Source records
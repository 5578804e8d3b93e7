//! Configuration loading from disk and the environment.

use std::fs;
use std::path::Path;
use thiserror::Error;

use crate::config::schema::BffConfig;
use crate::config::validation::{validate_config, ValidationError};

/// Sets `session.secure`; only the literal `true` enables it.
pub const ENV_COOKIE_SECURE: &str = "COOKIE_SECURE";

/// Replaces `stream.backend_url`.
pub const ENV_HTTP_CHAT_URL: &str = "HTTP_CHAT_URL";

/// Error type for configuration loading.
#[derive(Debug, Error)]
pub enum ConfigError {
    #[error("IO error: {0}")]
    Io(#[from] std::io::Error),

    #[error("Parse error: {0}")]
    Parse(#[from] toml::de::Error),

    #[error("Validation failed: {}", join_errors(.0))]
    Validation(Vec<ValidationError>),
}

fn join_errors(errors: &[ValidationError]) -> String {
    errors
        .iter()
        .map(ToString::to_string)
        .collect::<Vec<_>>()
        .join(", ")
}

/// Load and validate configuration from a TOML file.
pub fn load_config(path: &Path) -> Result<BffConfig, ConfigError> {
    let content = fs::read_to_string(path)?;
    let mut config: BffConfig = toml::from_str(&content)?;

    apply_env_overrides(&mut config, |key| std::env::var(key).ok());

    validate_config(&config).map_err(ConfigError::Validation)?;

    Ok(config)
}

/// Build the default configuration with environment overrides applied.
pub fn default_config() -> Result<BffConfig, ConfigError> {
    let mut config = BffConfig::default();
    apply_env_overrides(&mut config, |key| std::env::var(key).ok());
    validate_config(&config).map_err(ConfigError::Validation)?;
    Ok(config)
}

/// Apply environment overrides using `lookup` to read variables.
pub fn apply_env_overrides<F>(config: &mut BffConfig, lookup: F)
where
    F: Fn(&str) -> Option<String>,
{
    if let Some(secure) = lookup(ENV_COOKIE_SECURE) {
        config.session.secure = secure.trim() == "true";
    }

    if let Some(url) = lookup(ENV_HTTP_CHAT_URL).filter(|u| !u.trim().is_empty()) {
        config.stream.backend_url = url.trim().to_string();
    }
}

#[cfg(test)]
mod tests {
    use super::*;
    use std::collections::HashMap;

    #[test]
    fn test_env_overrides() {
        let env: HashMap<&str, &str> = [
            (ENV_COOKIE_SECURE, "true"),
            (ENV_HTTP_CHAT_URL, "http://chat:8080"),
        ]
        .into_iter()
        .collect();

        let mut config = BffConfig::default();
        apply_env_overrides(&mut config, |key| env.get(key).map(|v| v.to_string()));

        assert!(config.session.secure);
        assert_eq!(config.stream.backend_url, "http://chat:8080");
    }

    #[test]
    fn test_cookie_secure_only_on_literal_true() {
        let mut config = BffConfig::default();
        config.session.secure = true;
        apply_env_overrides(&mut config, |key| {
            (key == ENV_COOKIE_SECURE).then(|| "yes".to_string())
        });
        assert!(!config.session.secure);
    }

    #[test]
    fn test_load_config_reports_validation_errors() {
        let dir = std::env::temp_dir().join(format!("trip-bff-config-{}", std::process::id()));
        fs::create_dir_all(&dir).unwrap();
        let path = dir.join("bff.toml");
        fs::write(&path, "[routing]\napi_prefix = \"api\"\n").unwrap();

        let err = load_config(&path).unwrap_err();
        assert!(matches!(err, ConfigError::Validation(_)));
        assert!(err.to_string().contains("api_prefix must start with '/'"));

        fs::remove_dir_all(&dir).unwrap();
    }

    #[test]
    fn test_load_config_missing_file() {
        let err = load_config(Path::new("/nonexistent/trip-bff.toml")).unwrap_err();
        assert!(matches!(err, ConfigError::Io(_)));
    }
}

---

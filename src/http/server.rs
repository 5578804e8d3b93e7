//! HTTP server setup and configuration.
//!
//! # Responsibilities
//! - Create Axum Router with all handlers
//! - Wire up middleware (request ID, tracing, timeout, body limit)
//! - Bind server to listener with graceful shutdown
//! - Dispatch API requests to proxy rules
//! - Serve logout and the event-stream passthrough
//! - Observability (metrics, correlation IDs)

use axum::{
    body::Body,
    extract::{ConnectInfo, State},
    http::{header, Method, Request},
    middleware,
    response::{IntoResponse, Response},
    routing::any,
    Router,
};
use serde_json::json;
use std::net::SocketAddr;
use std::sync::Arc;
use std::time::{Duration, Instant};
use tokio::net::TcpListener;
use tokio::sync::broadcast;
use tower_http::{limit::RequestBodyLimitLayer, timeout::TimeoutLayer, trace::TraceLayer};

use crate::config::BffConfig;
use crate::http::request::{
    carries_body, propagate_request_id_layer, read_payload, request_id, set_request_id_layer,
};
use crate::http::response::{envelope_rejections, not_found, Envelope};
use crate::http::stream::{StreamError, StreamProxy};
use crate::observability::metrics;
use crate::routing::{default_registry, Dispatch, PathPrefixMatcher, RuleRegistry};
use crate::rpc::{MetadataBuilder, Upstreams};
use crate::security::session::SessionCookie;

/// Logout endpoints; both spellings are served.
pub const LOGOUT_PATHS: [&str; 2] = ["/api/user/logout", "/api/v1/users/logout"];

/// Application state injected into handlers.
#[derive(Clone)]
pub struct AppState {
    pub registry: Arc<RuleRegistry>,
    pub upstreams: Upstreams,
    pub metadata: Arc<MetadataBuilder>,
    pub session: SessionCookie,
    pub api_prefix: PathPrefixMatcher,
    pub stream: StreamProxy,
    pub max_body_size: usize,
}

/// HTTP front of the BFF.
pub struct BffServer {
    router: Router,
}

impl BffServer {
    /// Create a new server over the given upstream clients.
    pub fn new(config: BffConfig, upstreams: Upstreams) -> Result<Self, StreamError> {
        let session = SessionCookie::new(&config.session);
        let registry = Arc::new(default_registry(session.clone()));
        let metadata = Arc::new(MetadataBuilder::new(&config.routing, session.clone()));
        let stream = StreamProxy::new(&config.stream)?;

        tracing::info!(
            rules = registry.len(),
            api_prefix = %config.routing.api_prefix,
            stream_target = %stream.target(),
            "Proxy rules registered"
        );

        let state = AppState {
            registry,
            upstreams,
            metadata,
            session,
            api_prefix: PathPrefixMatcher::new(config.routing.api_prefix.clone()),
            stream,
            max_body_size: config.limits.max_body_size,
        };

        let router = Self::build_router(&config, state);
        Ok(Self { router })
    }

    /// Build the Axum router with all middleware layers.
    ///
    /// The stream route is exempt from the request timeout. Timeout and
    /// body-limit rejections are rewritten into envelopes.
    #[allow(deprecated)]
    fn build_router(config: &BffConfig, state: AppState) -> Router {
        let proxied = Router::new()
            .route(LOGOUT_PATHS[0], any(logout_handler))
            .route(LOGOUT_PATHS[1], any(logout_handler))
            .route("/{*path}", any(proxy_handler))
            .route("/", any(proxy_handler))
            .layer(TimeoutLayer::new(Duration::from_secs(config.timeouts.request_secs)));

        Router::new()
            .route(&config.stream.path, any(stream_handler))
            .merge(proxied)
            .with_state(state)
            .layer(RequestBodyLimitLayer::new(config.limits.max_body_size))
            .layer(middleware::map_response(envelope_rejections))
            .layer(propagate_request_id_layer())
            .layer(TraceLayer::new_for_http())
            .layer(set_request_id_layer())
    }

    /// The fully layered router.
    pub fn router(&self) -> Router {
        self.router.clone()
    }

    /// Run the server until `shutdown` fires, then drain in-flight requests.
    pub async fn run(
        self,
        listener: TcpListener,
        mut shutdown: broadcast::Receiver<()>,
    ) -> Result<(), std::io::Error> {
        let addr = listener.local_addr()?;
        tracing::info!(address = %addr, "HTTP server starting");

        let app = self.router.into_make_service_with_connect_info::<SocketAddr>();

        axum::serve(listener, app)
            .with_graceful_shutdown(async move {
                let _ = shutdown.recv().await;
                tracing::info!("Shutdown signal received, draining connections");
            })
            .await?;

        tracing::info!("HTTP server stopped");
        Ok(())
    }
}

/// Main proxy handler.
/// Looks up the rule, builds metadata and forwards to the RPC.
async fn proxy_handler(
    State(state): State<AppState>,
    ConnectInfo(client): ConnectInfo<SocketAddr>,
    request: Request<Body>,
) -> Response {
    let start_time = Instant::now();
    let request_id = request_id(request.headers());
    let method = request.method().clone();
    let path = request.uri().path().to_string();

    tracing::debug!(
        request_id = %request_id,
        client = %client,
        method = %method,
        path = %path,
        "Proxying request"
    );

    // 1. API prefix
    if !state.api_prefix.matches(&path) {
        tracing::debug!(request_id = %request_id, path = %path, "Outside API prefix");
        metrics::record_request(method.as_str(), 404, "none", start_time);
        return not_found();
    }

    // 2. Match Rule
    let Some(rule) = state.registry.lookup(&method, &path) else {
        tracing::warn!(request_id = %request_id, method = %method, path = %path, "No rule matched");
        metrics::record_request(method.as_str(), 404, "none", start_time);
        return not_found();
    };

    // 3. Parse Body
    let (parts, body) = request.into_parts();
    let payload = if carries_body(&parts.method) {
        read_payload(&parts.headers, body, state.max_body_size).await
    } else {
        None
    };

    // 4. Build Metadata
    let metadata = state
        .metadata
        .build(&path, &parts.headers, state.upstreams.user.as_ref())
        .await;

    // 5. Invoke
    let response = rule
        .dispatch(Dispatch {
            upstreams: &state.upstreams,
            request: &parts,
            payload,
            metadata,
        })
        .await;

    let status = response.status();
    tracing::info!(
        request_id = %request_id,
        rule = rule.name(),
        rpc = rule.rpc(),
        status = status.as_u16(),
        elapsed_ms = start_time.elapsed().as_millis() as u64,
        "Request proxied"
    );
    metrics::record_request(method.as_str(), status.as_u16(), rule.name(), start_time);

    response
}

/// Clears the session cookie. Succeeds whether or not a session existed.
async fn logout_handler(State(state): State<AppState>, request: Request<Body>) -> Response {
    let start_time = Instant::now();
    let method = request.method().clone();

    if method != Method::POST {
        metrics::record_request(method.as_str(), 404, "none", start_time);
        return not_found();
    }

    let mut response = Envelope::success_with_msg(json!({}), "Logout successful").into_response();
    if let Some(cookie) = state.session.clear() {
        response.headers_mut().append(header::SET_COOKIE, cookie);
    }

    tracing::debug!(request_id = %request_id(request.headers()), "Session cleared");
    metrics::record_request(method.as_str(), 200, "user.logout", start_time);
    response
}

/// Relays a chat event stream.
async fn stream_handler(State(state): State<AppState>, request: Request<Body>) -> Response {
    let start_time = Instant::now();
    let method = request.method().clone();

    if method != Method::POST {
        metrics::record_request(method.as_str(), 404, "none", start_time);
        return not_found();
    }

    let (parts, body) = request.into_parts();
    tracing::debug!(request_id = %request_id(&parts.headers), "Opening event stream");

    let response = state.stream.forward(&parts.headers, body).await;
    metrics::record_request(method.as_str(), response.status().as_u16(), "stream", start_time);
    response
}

— EXERCISE GOAL —
Say how many lines above contain the string "status". Answer with the number only.

— RESULT FOR THIS TASK —
4